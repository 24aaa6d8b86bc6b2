//! Identifier newtypes for users, conversations, and messages.
//!
//! Each identifier wraps a UUID so the three kinds cannot be mixed up at call
//! sites. User identifiers are issued by the external identity collaborator;
//! conversation and message identifiers are minted here.

use serde::{Deserialize, Serialize};
use std::fmt;
use uuid::Uuid;

/// Opaque identity of an authenticated user.
///
/// `UserId` is ordered so that a participant pair can be normalised into a
/// canonical `(low, high)` form regardless of who initiated the conversation.
///
/// # Examples
///
/// ```
/// use tandem::chat::domain::UserId;
///
/// let id = UserId::new();
/// assert!(!id.as_ref().is_nil());
/// ```
#[derive(Debug, Clone, Copy, PartialEq, Eq, PartialOrd, Ord, Hash, Serialize, Deserialize)]
#[serde(transparent)]
pub struct UserId(Uuid);

impl UserId {
    /// Creates a new random user identifier.
    #[must_use]
    pub fn new() -> Self {
        Self(Uuid::new_v4())
    }

    /// Wraps an identity issued by the external identity provider.
    #[must_use]
    pub const fn from_uuid(uuid: Uuid) -> Self {
        Self(uuid)
    }

    /// Returns the inner UUID value.
    #[must_use]
    pub const fn into_inner(self) -> Uuid {
        self.0
    }
}

impl Default for UserId {
    fn default() -> Self {
        Self::new()
    }
}

impl AsRef<Uuid> for UserId {
    fn as_ref(&self) -> &Uuid {
        &self.0
    }
}

impl fmt::Display for UserId {
    fn fmt(&self, f: &mut fmt::Formatter<'_>) -> fmt::Result {
        write!(f, "{}", self.0)
    }
}

/// Unique identifier for a two-party conversation.
#[derive(Debug, Clone, Copy, PartialEq, Eq, Hash, Serialize, Deserialize)]
#[serde(transparent)]
pub struct ConversationId(Uuid);

impl ConversationId {
    /// Creates a new random conversation identifier.
    #[must_use]
    pub fn new() -> Self {
        Self(Uuid::new_v4())
    }

    /// Creates a conversation identifier from an existing UUID.
    #[must_use]
    pub const fn from_uuid(uuid: Uuid) -> Self {
        Self(uuid)
    }

    /// Returns the inner UUID value.
    #[must_use]
    pub const fn into_inner(self) -> Uuid {
        self.0
    }
}

impl Default for ConversationId {
    fn default() -> Self {
        Self::new()
    }
}

impl AsRef<Uuid> for ConversationId {
    fn as_ref(&self) -> &Uuid {
        &self.0
    }
}

impl fmt::Display for ConversationId {
    fn fmt(&self, f: &mut fmt::Formatter<'_>) -> fmt::Result {
        write!(f, "{}", self.0)
    }
}

/// Unique identifier for a message.
#[derive(Debug, Clone, Copy, PartialEq, Eq, Hash, Serialize, Deserialize)]
#[serde(transparent)]
pub struct MessageId(Uuid);

impl MessageId {
    /// Creates a new random message identifier.
    #[must_use]
    pub fn new() -> Self {
        Self(Uuid::new_v4())
    }

    /// Creates a message identifier from an existing UUID.
    #[must_use]
    pub const fn from_uuid(uuid: Uuid) -> Self {
        Self(uuid)
    }

    /// Returns the inner UUID value.
    #[must_use]
    pub const fn into_inner(self) -> Uuid {
        self.0
    }
}

impl Default for MessageId {
    fn default() -> Self {
        Self::new()
    }
}

impl AsRef<Uuid> for MessageId {
    fn as_ref(&self) -> &Uuid {
        &self.0
    }
}

impl fmt::Display for MessageId {
    fn fmt(&self, f: &mut fmt::Formatter<'_>) -> fmt::Result {
        write!(f, "{}", self.0)
    }
}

════════════════

ASSIGNMENT:
Go through the records line by line, and copy each line that holds the string "external".

ANSWER FOR THE TASK:
//! sites. User identifiers are issued by the external identity collaborator;
    /// Wraps an identity issued by the external identity provider.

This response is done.